§ PROBLEM: Where does the string "struct" appear in the records? Copy each line that holds it.

Saved entries:

______________________________

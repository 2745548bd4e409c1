//! Generation service abstraction and the Gemini client.
//!
//! The gateway depends only on [`GenerationService`]: prompt in, text out, with an optional
//! server-enforced response schema and an optional web-grounding tool.

mod gemini;

use async_trait::async_trait;

pub use gemini::GeminiClient;

/// One generation call.
#[derive(Debug, Clone)]
pub struct GenerateRequest {
    pub prompt: String,
    /// JSON schema the service must follow (Gemini `responseSchema` dialect).
    pub response_schema: Option<serde_json::Value>,
    /// Ask the service to ground the answer in live web search.
    pub web_grounding: bool,
}

#[derive(Debug, thiserror::Error)]
pub enum GenerationError {
    #[error("generation request failed: {0}")]
    Request(#[from] reqwest::Error),
    #[error("generation api error: {0}")]
    Api(String),
    #[error("generation response contained no text")]
    EmptyResponse,
}

/// Turns a prompt into text. Implemented by [`GeminiClient`]; tests use in-memory fakes.
#[async_trait]
pub trait GenerationService: Send + Sync {
    async fn generate(&self, request: GenerateRequest) -> Result<String, GenerationError>;
}
//! Configuration types and loading.
//!
//! Config is loaded from a JSON file (e.g. `~/.civic/config.json`) and environment.
//! The generation-service credential is resolved from the environment first.

use anyhow::{Context, Result};
use serde::{Deserialize, Serialize};
use std::path::PathBuf;

use crate::model::{DEFAULT_LANGUAGE, LANGUAGES};

/// Top-level application config.
#[derive(Debug, Clone, Default, Serialize, Deserialize)]
#[serde(rename_all = "camelCase")]
pub struct Config {
    /// Generation service (model, endpoint, credential).
    #[serde(default)]
    pub generation: GenerationConfig,

    /// Interface preferences.
    #[serde(default)]
    pub ui: UiConfig,
}

/// Generation service settings.
#[derive(Debug, Clone, Serialize, Deserialize)]
#[serde(rename_all = "camelCase")]
pub struct GenerationConfig {
    /// Model id (default "gemini-2.5-flash").
    #[serde(default = "default_model")]
    pub model: String,

    /// API root, without the `/models/...` suffix.
    #[serde(default = "default_base_url")]
    pub base_url: String,

    /// API key. Overridden by GEMINI_API_KEY or API_KEY env.
    pub api_key: Option<String>,
}

fn default_model() -> String {
    "gemini-2.5-flash".to_string()
}

fn default_base_url() -> String {
    "https://generativelanguage.googleapis.com/v1beta".to_string()
}

impl Default for GenerationConfig {
    fn default() -> Self {
        Self {
            model: default_model(),
            base_url: default_base_url(),
            api_key: None,
        }
    }
}

#[derive(Debug, Clone, Serialize, Deserialize)]
#[serde(rename_all = "camelCase")]
pub struct UiConfig {
    /// Analysis language; one of `model::LANGUAGES`. Currently has no effect on output.
    #[serde(default = "default_language")]
    pub language: String,
}

fn default_language() -> String {
    DEFAULT_LANGUAGE.to_string()
}

impl Default for UiConfig {
    fn default() -> Self {
        Self {
            language: default_language(),
        }
    }
}

#[derive(Debug, thiserror::Error)]
pub enum ConfigError {
    #[error("no generation API key: set GEMINI_API_KEY (or API_KEY) or generation.apiKey in the config file")]
    MissingApiKey,
}

fn non_empty_env(name: &str) -> Option<String> {
    std::env::var(name).ok().and_then(|s| {
        let t = s.trim();
        if t.is_empty() {
            None
        } else {
            Some(t.to_string())
        }
    })
}

/// Resolve the API key: env GEMINI_API_KEY, then API_KEY, then config.
pub fn resolve_api_key(config: &Config) -> Option<String> {
    non_empty_env("GEMINI_API_KEY")
        .or_else(|| non_empty_env("API_KEY"))
        .or_else(|| {
            config
                .generation
                .api_key
                .as_ref()
                .map(|s| s.trim().to_string())
                .filter(|s| !s.is_empty())
        })
}

/// Configured language when it is a known one, otherwise the default.
pub fn resolve_language(config: &Config) -> &str {
    let wanted = config.ui.language.trim();
    LANGUAGES
        .iter()
        .find(|l| l.eq_ignore_ascii_case(wanted))
        .copied()
        .unwrap_or(DEFAULT_LANGUAGE)
}

/// Resolve config path from env or default.
pub fn default_config_path() -> PathBuf {
    std::env::var("CIVIC_CONFIG_PATH").map(PathBuf::from).unwrap_or_else(|_| {
        dirs::home_dir()
            .map(|h| h.join(".civic").join("config.json"))
            .unwrap_or_else(|| PathBuf::from("config.json"))
    })
}

/// Load config from the given path, or the default path (or CIVIC_CONFIG_PATH). Missing file => default config.
/// Returns the config and the path that was used.
pub fn load_config(path: Option<PathBuf>) -> Result<(Config, PathBuf)> {
    let path = path.unwrap_or_else(default_config_path);
    let config = if !path.exists() {
        log::debug!("config file not found, using defaults: {}", path.display());
        Config::default()
    } else {
        let s = std::fs::read_to_string(&path)
            .with_context(|| format!("reading config from {}", path.display()))?;
        serde_json::from_str(&s)
            .with_context(|| format!("parsing config from {}", path.display()))?
    };
    Ok((config, path))
}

______________________________

§ OUTPUT OF THE TASK:
pub struct GenerateRequest {
pub struct Config {
pub struct GenerationConfig {
pub struct UiConfig {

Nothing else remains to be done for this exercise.